Jumlah jalur saraf yang berpusat disini sedemikian banyaknya,
sehingga suatu cedera kecil sekalipun yang terjedi di situ dapat
menyebabkan kelemahan dan hilangnya perasaan.
3. Kerusakan pada sumsum tulang belakang. Seringkali disebabkan
oleh kecelakaan lalu lintas adalah cedera serius yang dapat berakibat
menyeluruh atau sebagian. Apabila cedera itu mengenai daerah
servikal pada lengan, badan dan tungkai maka penderita itu tidak
tertolong. Apabila saraf frenikus tidak terserang cedera maka
diafragma mungkin tidak terserang, sebaliknya bila saraf frenikus
terserang maka dibutuhkan pernapasan buatan.
4. Spastisitas dan kekakuan. Pada saat keadaan paralia lemas berlalu,
otot mendapat kembali tonusnya, kendati masih lemah. Anggota
gerak yang terserang menjadi spastik dan kaku. Gerak refleks terjadi
khususnya pada bagian yang mempunyai hubungan dengan
kelompok otot flexor dan abduktor, walaupun tidak terdapat
pengendalian sadar atas gerakan ini. Kemampuan pengendalian
sadar hilang. Pada tahap ini ada kemungkinan terjadi deformitas.
5. Terputusnya serabut saraf campuran yang lazim terjadi pada
kecelakaan lalu lintas, dapat menyebabkan daerah-daerah yang

38
dilayaninya kehilangan kemampuan bergerak, oleh karena ini
merupakan cedera neuron motorik bawah yang menyebabkan
hilangnya perasaan.
6. Neuritis adalah istilah gabungan yang digunakan dengan dengan
adanya gangguan pada saraf tepi, entah itu karena peradangan,
keracunan, seperti pada neuritis alkohol maupun karena tekanan.
Simptom yang timbul karena peradangan ada macam-macam
biasanya berupa rasa sakit yang justru menghebat pada malam hari,
dan tidak berkurang kendati si penderita beristirahat. Jenis-jenis
neuritis dinamakan sesuai dengan plexus atau urat saraf yang
terserang, misalnya :
a. Neuritis plexus brakhialis yang mungkin disebabkan infeksi,
cedera ataupun tekanan.
b. Neuritis nervus radialis, dapat cidera apabila lengan dibiarkan
bergelantungan pada sisi alat pengusung atau meja operasi.
c. Tekanan pada nervus ulnaris, dapat timbul karena bertelekan
pada siku pada saat berbaring.
d. Kompresi nervus medianus dalam saluran karpal.
7. Neuritis siatika atau lebih dikenal dengan siatika
Timbulnya siatika sering kali diduga disebabkan tekanan yang
berasal dari prolapsus diskus intervertebralis atau karena cedera
lain pada bagian bawah kolumna vertebra.
Nervus popliteus lateralis apabila tungkai dibalut gips, dapat
tertekan pada saat gips itu melingkari kepala fibula.
8. Ensefaliatis adalah peradangan pada jaringan otak, yang biasanya
disebabkan infeksi virus.
9. Meningitis adalah peradangan pada selaput otak.
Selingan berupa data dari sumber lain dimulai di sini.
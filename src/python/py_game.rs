//! Game bindings for Python.

use pyo3::prelude::*;

use crate::core::{Action, GameRng, GameSettings, GameState, Nation, PlayerSetup};
use crate::games::GameEngine;
use crate::rules::{ActionOutcome, GameResult, RulesEngine};

use super::value_error;

pub(crate) fn parse_nation(name: &str) -> PyResult<Nation> {
    serde_json::from_value(serde_json::Value::String(name.to_lowercase())).map_err(value_error)
}

pub(crate) fn parse_setups(players: &[(String, String)]) -> PyResult<Vec<PlayerSetup>> {
    players
        .iter()
        .map(|(name, nation)| Ok(PlayerSetup::bot(name.clone(), parse_nation(nation)?)))
        .collect()
}

pub(crate) fn parse_settings(settings: Option<&str>) -> PyResult<GameSettings> {
    settings.map_or_else(|| Ok(GameSettings::default()), |json| GameSettings::from_json(json).map_err(value_error))
}

/// A running match: engine, state and RNG.
#[pyclass(name = "Game")]
pub struct PyGame {
    pub(crate) engine: GameEngine,
    pub(crate) state: GameState,
    pub(crate) rng: GameRng,
}

#[pymethods]
impl PyGame {
    /// Create a match.
    ///
    /// # Arguments
    /// - players: list of (name, nation) pairs
    /// - settings: optional settings JSON; missing fields take defaults
    /// - seed: RNG seed
    #[new]
    #[pyo3(signature = (players, settings = None, seed = 42))]
    fn new(players: Vec<(String, String)>, settings: Option<&str>, seed: u64) -> PyResult<Self> {
        let setups = parse_setups(&players)?;
        let settings = parse_settings(settings)?;
        let engine = GameEngine::new();
        let mut rng = GameRng::new(seed);
        let state = engine.create_initial_state(&setups, &settings, &mut rng);
        Ok(Self { engine, state, rng })
    }

    /// Legal actions for the player entitled to act, as JSON strings.
    fn legal_actions(&self) -> PyResult<Vec<String>> {
        self.engine
            .legal_actions(&self.state)
            .iter()
            .map(|a| serde_json::to_string(a).map_err(value_error))
            .collect()
    }

    /// Apply an action given as JSON. Returns the rejection reason, if any.
    fn apply(&mut self, action: &str) -> PyResult<Option<String>> {
        let action: Action = serde_json::from_str(action).map_err(value_error)?;
        match self.engine.apply(&self.state, &action, &mut self.rng) {
            ActionOutcome::Applied(next) => {
                self.state = next;
                Ok(None)
            }
            ActionOutcome::Rejected(reason) => Ok(Some(reason.to_string())),
        }
    }

    /// Deposit (positive) or withdraw (negative) gold for the current player.
    fn bank(&mut self, amount: i64) {
        self.state = self.engine.handle_bank_transaction(&self.state, amount);
    }

    /// Full state as JSON.
    fn state_json(&self) -> PyResult<String> {
        serde_json::to_string(&self.state).map_err(value_error)
    }

    /// Replace the state with a JSON document.
    fn load_state(&mut self, json: &str) -> PyResult<()> {
        self.state = serde_json::from_str(json).map_err(value_error)?;
        Ok(())
    }

    #[getter]
    fn current_player(&self) -> u8 {
        self.state.current_player.0
    }

    #[getter]
    fn actor(&self) -> u8 {
        self.engine.actor(&self.state).0
    }

    #[getter]
    fn turn(&self) -> u32 {
        self.state.turn
    }

    #[getter]
    fn winner(&self) -> Option<u8> {
        self.state.winner.map(|p| p.0)
    }

    /// True once the game has a result (including a draw).
    fn is_over(&self) -> bool {
        self.engine.result(&self.state).is_some()
    }

    fn is_draw(&self) -> bool {
        matches!(self.engine.result(&self.state), Some(GameResult::Draw))
    }

    fn __repr__(&self) -> String {
        format!(
            "Game(players={}, turn={}, current={})",
            self.state.player_count(),
            self.state.turn,
            self.state.current_player
        )
    }
}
a. Bedah saraf adalah cabang atau jenis pembedahan yang sangat
khusus serta berkembang pesat. Termasuk kedalamnya adalah
semua pembedahan yang dilakukan terhadap otak, sumsum tulang
belakang dan saraf tepi.
10. Kraniotomi adalah melubangi tengkorak, yang umumnya
dilaksanakan bila terdapat tumor, darah atau gumpalan darah ataupun
fraktur pada kubah yang dapat menekan otak.